→ **WORK TO BE COMPLETED**
Copy, exactly and without additions, every line in the records below from the one holding "updates from an" through the one holding "impl<F> OrientationListener for F", both ends included.

◇ ◇ ◇

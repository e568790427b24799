/// Bubble position that denotes a level axis.
pub const LEVEL_POSITION: f32 = 0.5;

/// Default amplification applied to normalized values.
pub const DEFAULT_SCALE: f32 = 10.0;

/// Map a normalized axis value onto a bubble position.
///
/// The result is not clamped; values outside `[0.0, 1.0]` are left for the
/// indicator to reject.
pub fn bubble_offset(axis: f32, scale: f32) -> f32 {
    LEVEL_POSITION - axis * scale
}

#[cfg(test)]
mod tests {
    use super::*;

    #[test]
    fn level_maps_to_center() {
        assert_eq!(bubble_offset(0.0, DEFAULT_SCALE), LEVEL_POSITION);
    }

    #[test]
    fn tilt_moves_bubble_against_the_axis() {
        assert!((bubble_offset(0.02, DEFAULT_SCALE) - 0.3).abs() < 1e-6);
        assert!((bubble_offset(-0.02, DEFAULT_SCALE) - 0.7).abs() < 1e-6);
    }

    #[test]
    fn large_tilt_leaves_the_tube() {
        assert!((bubble_offset(0.3, DEFAULT_SCALE) - -2.5).abs() < 1e-6);
    }
}
/// Receives normalized orientation updates from an
/// [`OrientationEngine`](crate::OrientationEngine).
///
/// Values are nominally in `[-1.0, 1.0]`; `0.0` on an axis means level
/// relative to the last calibration. Called once per accepted sample on the
/// sensor's delivery context.
pub trait OrientationListener: Send + Sync {
    fn on_orientation_changed(&self, x: f32, y: f32, z: f32);
}

impl<F> OrientationListener for F
where
    F: Fn(f32, f32, f32) + Send + Sync,
{
    fn on_orientation_changed(&self, x: f32, y: f32, z: f32) {
        self(x, y, z)
    }
}
use crate::hub::SampleFeeder;
use glam::{Quat, Vec3};
use std::time::Duration;

/// Standard gravity in m/s^2.
pub const STANDARD_GRAVITY: f32 = 9.80665;

/// Parameters for [`SimulatedAccelerometer`].
#[derive(Debug, Clone, Copy)]
pub struct SimulationParams {
    pub interval: Duration,
    /// Constant offset added to every reading.
    pub bias: Vec3,
    /// Peak tilt about each axis, in degrees.
    pub amplitude_deg: f32,
    /// Duration of one full tilt oscillation, in seconds.
    pub period_secs: f32,
}

/// Generates readings of a device lying roughly flat and slowly rocking.
///
/// The x and y tilts run a quarter period apart so both bubbles move.
pub struct SimulatedAccelerometer {
    _task: tokio::task::JoinHandle<()>,
}

impl SimulatedAccelerometer {
    /// Start feeding readings into `feeder`. Stops on its own once the hub
    /// stops accepting readings.
    pub fn spawn(feeder: SampleFeeder, params: SimulationParams) -> Self {
        let task = tokio::spawn(simulation_loop(feeder, params));
        Self { _task: task }
    }
}

/// Reading at `elapsed` seconds into the simulation.
pub fn reading_at(params: &SimulationParams, elapsed: f32) -> Vec3 {
    let phase = if params.period_secs > 0.0 {
        elapsed / params.period_secs * std::f32::consts::TAU
    } else {
        0.0
    };
    let amplitude = params.amplitude_deg.to_radians();

    let tilt = Quat::from_rotation_x(amplitude * phase.sin())
        * Quat::from_rotation_y(amplitude * phase.cos());
    tilt * (Vec3::Z * STANDARD_GRAVITY) + params.bias
}

async fn simulation_loop(feeder: SampleFeeder, params: SimulationParams) {
    let mut ticker = tokio::time::interval(params.interval);
    ticker.set_missed_tick_behavior(tokio::time::MissedTickBehavior::Skip);
    let start = tokio::time::Instant::now();

    tracing::info!(interval_ms = params.interval.as_millis() as u64, "Simulated accelerometer running");

    loop {
        ticker.tick().await;
        let reading = reading_at(&params, start.elapsed().as_secs_f32());
        if !feeder.push(reading) {
            tracing::info!("Sensor hub closed, simulation stopped");
            break;
        }
    }
}

#[cfg(test)]
mod tests {
    use super::*;

    fn params() -> SimulationParams {
        SimulationParams {
            interval: Duration::from_millis(10),
            bias: Vec3::new(0.2, -0.1, 0.0),
            amplitude_deg: 2.0,
            period_secs: 8.0,
        }
    }

    #[test]
    fn reading_keeps_gravity_magnitude() {
        let p = SimulationParams {
            bias: Vec3::ZERO,
            ..params()
        };
        for t in [0.0, 1.3, 2.0, 5.5] {
            let r = reading_at(&p, t);
            assert!((r.length() - STANDARD_GRAVITY).abs() < 1e-3);
        }
    }

    #[test]
    fn tilt_stays_within_amplitude() {
        let p = params();
        let max_lateral = STANDARD_GRAVITY * p.amplitude_deg.to_radians().sin() + 0.25;
        for step in 0..80 {
            let r = reading_at(&p, step as f32 * 0.1);
            assert!(r.x.abs() <= max_lateral);
            assert!(r.y.abs() <= max_lateral);
            assert!(r.z > 9.0);
        }
    }

    #[test]
    fn zero_period_is_static() {
        let p = SimulationParams {
            period_secs: 0.0,
            ..params()
        };
        assert_eq!(reading_at(&p, 0.0), reading_at(&p, 42.0));
    }
}
use crate::mapping::LEVEL_POSITION;

/// Direction in which a tube is drawn.
#[derive(Debug, Clone, Copy, PartialEq, Eq, Default)]
pub enum TubeOrientation {
    #[default]
    Vertical,
    Horizontal,
}

impl TubeOrientation {
    /// Resolve a stored index, falling back to `Vertical` for unknown values.
    pub fn from_index(index: i32) -> Self {
        match index {
            1 => TubeOrientation::Horizontal,
            _ => TubeOrientation::Vertical,
        }
    }
}

/// One bubble tube. Position 0.0 is the top (or left) end, 1.0 the bottom
/// (or right) end.
#[derive(Debug, Clone, Copy, PartialEq)]
pub struct BubbleIndicator {
    orientation: TubeOrientation,
    position: f32,
}

impl BubbleIndicator {
    pub fn new(orientation: TubeOrientation) -> Self {
        Self {
            orientation,
            position: LEVEL_POSITION,
        }
    }

    pub fn orientation(&self) -> TubeOrientation {
        self.orientation
    }

    pub fn position(&self) -> f32 {
        self.position
    }

    /// Move the bubble. Positions outside `[0.0, 1.0]` (and NaN) are ignored
    /// and the bubble stays where it was. Returns whether the bubble moved.
    pub fn set_position(&mut self, position: f32) -> bool {
        if !(0.0..=1.0).contains(&position) {
            return false;
        }
        let moved = self.position != position;
        self.position = position;
        moved
    }

    /// Draw the tube as text, `cells` characters long, with the bubble
    /// marked `O` and the center marked `|`.
    pub fn render(&self, cells: usize) -> String {
        let cells = cells.max(3);
        let last = (cells - 1) as f32;
        let bubble = (self.position * last).round() as usize;
        let center = (LEVEL_POSITION * last).round() as usize;

        let body: String = (0..cells)
            .map(|i| match i {
                i if i == bubble => 'O',
                i if i == center => '|',
                _ => '-',
            })
            .collect();

        match self.orientation {
            TubeOrientation::Horizontal => format!("[{body}]"),
            TubeOrientation::Vertical => body
                .chars()
                .map(|c| match c {
                    '-' => ':',
                    '|' => '=',
                    other => other,
                })
                .collect(),
        }
    }
}
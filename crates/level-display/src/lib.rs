pub mod indicator;
pub mod mapping;

pub use indicator::{BubbleIndicator, TubeOrientation};
pub use mapping::{bubble_offset, DEFAULT_SCALE, LEVEL_POSITION};

use level_engine::OrientationListener;
use tokio::sync::watch;

/// Current state of both tubes.
#[derive(Debug, Clone, Copy, PartialEq)]
pub struct BubblePositions {
    /// Driven by the x axis.
    pub horizontal: BubbleIndicator,
    /// Driven by the y axis.
    pub vertical: BubbleIndicator,
}

impl Default for BubblePositions {
    fn default() -> Self {
        Self {
            horizontal: BubbleIndicator::new(TubeOrientation::Horizontal),
            vertical: BubbleIndicator::new(TubeOrientation::Vertical),
        }
    }
}

impl BubblePositions {
    /// Apply one normalized reading. Returns whether either bubble moved.
    pub fn apply(&mut self, x: f32, y: f32, scale: f32) -> bool {
        let horizontal = self.horizontal.set_position(bubble_offset(x, scale));
        let vertical = self.vertical.set_position(bubble_offset(y, scale));
        horizontal || vertical
    }
}

/// Orientation listener that drives a pair of bubble tubes and publishes
/// them for rendering.
pub struct LevelDisplay {
    scale: f32,
    positions_tx: watch::Sender<BubblePositions>,
}

impl LevelDisplay {
    pub fn new(scale: f32) -> (Self, watch::Receiver<BubblePositions>) {
        let (positions_tx, positions_rx) = watch::channel(BubblePositions::default());
        (
            Self {
                scale,
                positions_tx,
            },
            positions_rx,
        )
    }

    /// Latest bubble positions (non-blocking).
    pub fn positions(&self) -> BubblePositions {
        *self.positions_tx.borrow()
    }
}

impl OrientationListener for LevelDisplay {
    fn on_orientation_changed(&self, x: f32, y: f32, _z: f32) {
        let scale = self.scale;
        let moved = self
            .positions_tx
            .send_if_modified(|positions| positions.apply(x, y, scale));
        if !moved {
            tracing::trace!(x, y, "Bubbles unchanged");
        }
    }
}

◇ ◇ ◇

→ **FINISHED TASK**
/// Receives normalized orientation updates from an
/// [`OrientationEngine`](crate::OrientationEngine).
///
/// Values are nominally in `[-1.0, 1.0]`; `0.0` on an axis means level
/// relative to the last calibration. Called once per accepted sample on the
/// sensor's delivery context.
pub trait OrientationListener: Send + Sync {
    fn on_orientation_changed(&self, x: f32, y: f32, z: f32);
}

impl<F> OrientationListener for F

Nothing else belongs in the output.